Если ты устроишь им сносную жизнь — спасибо.
Начатые стихи отдайте Брикам, они разберутся.
12. IV — 30 г.
2 Л.Ю. БРИК – И.В. СТАЛИНУ 21 января 1931г.Уважаемый тов. Сталин,
Год тому назад, в день памяти Ленина, в Большом театре В.В. Маяковский читал последнюю часть своей поэмы «Ленин», и Вы при этом присутствовали.
Сейчас мы готовим к печати тот том Академического издания Маяковского, в который входит эта поэма. Мы хотим отметить это выступление с политической и художественной стороны. Поэтому обращаемся к Вам с просьбой написать несколько слов о Вашем впечатлении. Том должен быть сдан в печать 1 февраля — поэтому очень просим не задержать с ответом.
Л. БРИК
3 Л.Ю. БРИК – И.В. СТАЛИНУ 24 февраля 1935 г.Дорогой товарищ Сталин,
После смерти поэта Маяковского все дела, связанные с изданием его стихов и увековечением его памяти, сосредоточились у меня.
У меня весь его архив, черновики, записные книжки, рукописи, все его вещи. Я редактирую его издания. Ко мне обращаются за материалами, сведениями, фотографиями.
Я делаю все, что от меня зависит, для того, чтобы его стихи печатались, чтоб вещи сохранились и чтоб все растущий интерес к Маяковскому был хоть сколько-нибудь удовлетворен.
А интерес к Маяковскому растет с каждым годом.
Его стихи не только не устарели, но они сегодня абсолютно актуальны и являются сильнейшим революционным оружием.
Прошло почти шесть лет со дня смерти Маяковского, и он еще никем не заменен и как был, так и остался крупнейшим поэтом революции. Но далеко не все это понимают. Скоро шесть лет со дня смерти, а Полное собрание сочинений вышло только наполовину, и то в количестве 10 000 экземпляров.

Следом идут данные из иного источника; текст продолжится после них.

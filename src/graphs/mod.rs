//! Graph representations.
//!
//! Graphs have nodes `0..num_nodes()`, and every node has an ordered list
//! of successors, possibly labeled. Algorithms access graphs only through
//! the traits in [`traits`](crate::graphs::traits), so they work with any
//! representation; [`VecGraph`] is an adjacency-list implementation, and
//! [`NamedGraph`] adds names to its nodes.

pub mod traits;

mod vec_graph;
pub use vec_graph::*;

mod named;
pub use named::*;
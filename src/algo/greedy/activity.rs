use crate::{Error, Result};

/// Selects a maximum set of pairwise compatible activities.
///
/// Activity `i` occupies the interval `[starts[i], finishes[i])`; two
/// activities are compatible if one starts no earlier than the other
/// finishes. Activities must be sorted by finish time: the greedy choice
/// picks the first activity and then every activity starting no earlier
/// than the finish of the last one picked. Indices are returned in
/// increasing order.
///
/// # Errors
///
/// [`Error::LengthMismatch`] if `starts` and `finishes` have different
/// lengths; [`Error::UnsortedActivities`] if `finishes` is not sorted (see
/// [`activity_selection_unsorted`] for arbitrary input).
///
/// # Examples
///
/// ```
/// use classic_algo::algo::greedy::activity_selection;
///
/// let starts = [1, 3, 0, 5, 8, 5];
/// let finishes = [2, 4, 6, 7, 9, 9];
/// assert_eq!(activity_selection(&starts, &finishes), Ok(vec![0, 1, 3, 4]));
/// ```
pub fn activity_selection<T: Ord>(starts: &[T], finishes: &[T]) -> Result<Vec<usize>> {
    check_lengths(starts, finishes)?;
    if let Some(pos) = finishes.windows(2).position(|w| w[0] > w[1]) {
        return Err(Error::UnsortedActivities { index: pos + 1 });
    }
    Ok(select((0..starts.len()).collect(), starts, finishes))
}

/// Selects a maximum set of pairwise compatible activities in any order.
///
/// Activities are first sorted by finish time (stably, so ties keep their
/// input order) and then selected as in [`activity_selection`]. The
/// returned indices refer to the input and are listed in order of finish
/// time.
///
/// # Errors
///
/// [`Error::LengthMismatch`] if `starts` and `finishes` have different
/// lengths.
pub fn activity_selection_unsorted<T: Ord>(starts: &[T], finishes: &[T]) -> Result<Vec<usize>> {
    check_lengths(starts, finishes)?;
    let mut order: Vec<usize> = (0..starts.len()).collect();
    order.sort_by(|&a, &b| finishes[a].cmp(&finishes[b]));
    Ok(select(order, starts, finishes))
}

fn check_lengths<T>(starts: &[T], finishes: &[T]) -> Result<()> {
    if starts.len() != finishes.len() {
        return Err(Error::LengthMismatch {
            left: starts.len(),
            right: finishes.len(),
        });
    }
    Ok(())
}

/// Greedy selection over activities listed by non-decreasing finish time.
fn select<T: Ord>(order: Vec<usize>, starts: &[T], finishes: &[T]) -> Vec<usize> {
    let mut selected: Vec<usize> = Vec::with_capacity(order.len());
    for i in order {
        match selected.last() {
            Some(&last) if starts[i] < finishes[last] => {}
            _ => selected.push(i),
        }
    }
    selected
}
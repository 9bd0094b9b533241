use super::traits::{RandomAccessGraph, WeightedGraph};
use std::iter::Copied;
use std::slice::Iter;

/// A mutable graph stored as adjacency lists.
///
/// Each arc carries a label of type `L`; unlabeled graphs use `()`, and
/// weighted graphs `u64`. Successors are enumerated in the order in which
/// arcs were added. Parallel arcs and loops are allowed.
///
/// # Examples
///
/// ```
/// use classic_algo::graphs::VecGraph;
/// use classic_algo::graphs::traits::RandomAccessGraph;
///
/// let graph = VecGraph::from_arcs([(0, 1), (0, 2), (2, 3)]);
/// assert_eq!(graph.num_nodes(), 4);
/// assert_eq!(graph.successors(0).into_iter().collect::<Vec<_>>(), [1, 2]);
/// ```
#[derive(Debug, Clone, PartialEq, Eq)]
pub struct VecGraph<L = ()> {
    succ: Vec<Vec<(usize, L)>>,
    num_arcs: usize,
}

impl<L> Default for VecGraph<L> {
    fn default() -> Self {
        Self {
            succ: Vec::new(),
            num_arcs: 0,
        }
    }
}

impl<L> VecGraph<L> {
    /// Creates an empty graph.
    pub fn new() -> Self {
        Self::default()
    }

    /// Creates a graph with `n` nodes and no arcs.
    pub fn empty(n: usize) -> Self {
        Self {
            succ: (0..n).map(|_| Vec::new()).collect(),
            num_arcs: 0,
        }
    }

    /// Ensures that `node` is a node of the graph, adding as many nodes as
    /// necessary.
    ///
    /// Returns true if the graph grew.
    pub fn add_node(&mut self, node: usize) -> bool {
        let len = self.succ.len();
        if node >= len {
            self.succ.resize_with(node + 1, Vec::new);
        }
        node >= len
    }

    /// Adds a labeled arc from `u` to `v`, adding nodes as needed.
    pub fn add_labeled_arc(&mut self, u: usize, v: usize, label: L) {
        self.add_node(u.max(v));
        self.succ[u].push((v, label));
        self.num_arcs += 1;
    }

    /// Creates a graph from an iterator of labeled arcs.
    pub fn from_labeled_arcs(arcs: impl IntoIterator<Item = (usize, usize, L)>) -> Self {
        let mut graph = Self::new();
        for (u, v, label) in arcs {
            graph.add_labeled_arc(u, v, label);
        }
        graph
    }

    /// Returns the successors of a node with their labels.
    pub fn labeled_successors(&self, node: usize) -> &[(usize, L)] {
        &self.succ[node]
    }
}

impl<L: Clone> VecGraph<L> {
    /// Adds a labeled arc from `u` to `v` and one from `v` to `u`.
    pub fn add_labeled_edge(&mut self, u: usize, v: usize, label: L) {
        self.add_labeled_arc(u, v, label.clone());
        self.add_labeled_arc(v, u, label);
    }
}

impl VecGraph {
    /// Adds an arc from `u` to `v`, adding nodes as needed.
    pub fn add_arc(&mut self, u: usize, v: usize) {
        self.add_labeled_arc(u, v, ());
    }

    /// Adds an arc from `u` to `v` and one from `v` to `u`.
    pub fn add_edge(&mut self, u: usize, v: usize) {
        self.add_labeled_edge(u, v, ());
    }

    /// Creates a graph from an iterator of arcs.
    pub fn from_arcs(arcs: impl IntoIterator<Item = (usize, usize)>) -> Self {
        Self::from_labeled_arcs(arcs.into_iter().map(|(u, v)| (u, v, ())))
    }
}

/// Iterator over the successors of a node of a [`VecGraph`].
pub struct Successors<'a, L>(Iter<'a, (usize, L)>);

impl<L> Iterator for Successors<'_, L> {
    type Item = usize;

    #[inline(always)]
    fn next(&mut self) -> Option<usize> {
        self.0.next().map(|&(succ, _)| succ)
    }

    fn size_hint(&self) -> (usize, Option<usize>) {
        self.0.size_hint()
    }
}

impl<L> ExactSizeIterator for Successors<'_, L> {}

impl<L> RandomAccessGraph for VecGraph<L> {
    type Successors<'a>
        = Successors<'a, L>
    where
        Self: 'a;

    fn num_nodes(&self) -> usize {
        self.succ.len()
    }

    fn num_arcs(&self) -> usize {
        self.num_arcs
    }

    fn successors(&self, node: usize) -> Self::Successors<'_> {
        Successors(self.succ[node].iter())
    }

    fn outdegree(&self, node: usize) -> usize {
        self.succ[node].len()
    }
}

impl WeightedGraph for VecGraph<u64> {
    type WeightedSuccessors<'a> = Copied<Iter<'a, (usize, u64)>>;

    fn weighted_successors(&self, node: usize) -> Self::WeightedSuccessors<'_> {
        self.succ[node].iter().copied()
    }
}

#[cfg(test)]
mod test {
    use super::*;

    #[test]
    fn test_growth() {
        let mut graph = VecGraph::<()>::new();
        assert_eq!(graph.num_nodes(), 0);
        graph.add_arc(3, 1);
        assert_eq!(graph.num_nodes(), 4);
        assert_eq!(graph.num_arcs(), 1);
        assert!(!graph.add_node(2));
        assert!(graph.add_node(5));
        assert_eq!(graph.num_nodes(), 6);
        assert_eq!(graph.outdegree(5), 0);
        assert_eq!(VecGraph::<()>::empty(3).num_nodes(), 3);
        assert_eq!(VecGraph::<()>::empty(0).num_nodes(), 0);
    }

    #[test]
    fn test_weighted() {
        let mut graph = VecGraph::<u64>::new();
        graph.add_labeled_edge(0, 1, 7_u64);
        graph.add_labeled_arc(1, 2, 3);
        assert_eq!(graph.num_arcs(), 3);
        assert_eq!(
            graph.weighted_successors(1).collect::<Vec<_>>(),
            [(0, 7), (2, 3)]
        );
        assert_eq!(graph.successors(1).collect::<Vec<_>>(), [0, 2]);
    }
}
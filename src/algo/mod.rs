//! Module containing all algorithm implementations, grouped by family.

pub mod search;

pub mod sort;

pub mod recursion;

pub mod dp;

pub mod greedy;

pub mod visits;

pub mod bfs;
pub use bfs::{bfs, bfs_distances};

pub mod dfs;
pub use dfs::dfs;

pub mod dijkstra;
pub use dijkstra::{dijkstra, dijkstra_dense, ShortestPaths};

/// Traits used to interact with the implemented algorithms.
pub mod traits {
    pub use super::visits::Sequential;
}
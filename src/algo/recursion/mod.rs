//! Recursive algorithms.
//!
//! Functions whose natural recursive formulation has unbounded depth are
//! either bounded by an explicit maximum input ([`MAX_FACTORIAL_INPUT`],
//! [`MAX_FIBONACCI_INPUT`], [`MAX_HANOI_DISKS`]) or run on an explicit
//! stack (tree traversals, Tower of Hanoi).

mod factorial;
pub use factorial::*;

mod fibonacci;
pub use fibonacci::*;

mod hanoi;
pub use hanoi::*;

mod tree;
pub use tree::*;
//! Rendering module
//!
//! Everything is rectangle blits: frames are composed into backend-neutral
//! draw lists, and the Canvas2D backend (wasm only) replays them.

pub mod background;
#[cfg(target_arch = "wasm32")]
pub mod canvas;
pub mod command;
pub mod scene;
pub mod shapes;

#[cfg(target_arch = "wasm32")]
pub use canvas::CanvasRenderState;
pub use command::{Color, DrawCmd, DrawList};
pub use scene::{HudExtras, build_frame};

Уже больше года ведутся разговоры об однотомнике. Материал давно сдан, а книга даже еще не набрана.
Детские книги не переиздаются совсем.
Книг Маяковского в магазинах нет. Купить невозможно.
После смерти Маяковского в постановлении правительства было предложено организовать кабинет Маяковского при Комакадемии, где должны были быть сосредоточены все материалы и рукописи. До сих пор этого кабинета нет.
Материалы разбросаны. Часть находится в московском Литературном музее, который ими абсолютно не интересуется. Это видно хотя бы из того, что в бюллетене музея имя Маяковского почти не упоминается.
Года три тому назад райсовет Пролетарского района предложил мне восстановить последнюю квартиру Маяковского и при ней организовать районную библиотеку имени Маяковского.
Через некоторое время мне сообщили, что Московский Совет отказал в деньгах, а деньги требовались очень небольшие.
Домик маленький, деревянный, из четырех квартир (Таганка, Гендриков переулок, 15). Одна квартира Маяковского. В остальных должна была разместиться библиотека. Немногочисленных жильцов райсовет брался расселить. Квартира была очень характерна для быта Маяковского. Простая, скромная, чистая.
Каждый день домик может оказаться снесенным. Вместо того, чтобы через пять лет жалеть об этом и по кусочкам собирать предметы быта и рабочей обстановки великого поэта революции, не лучше ли восстановить все это, пока мы живы.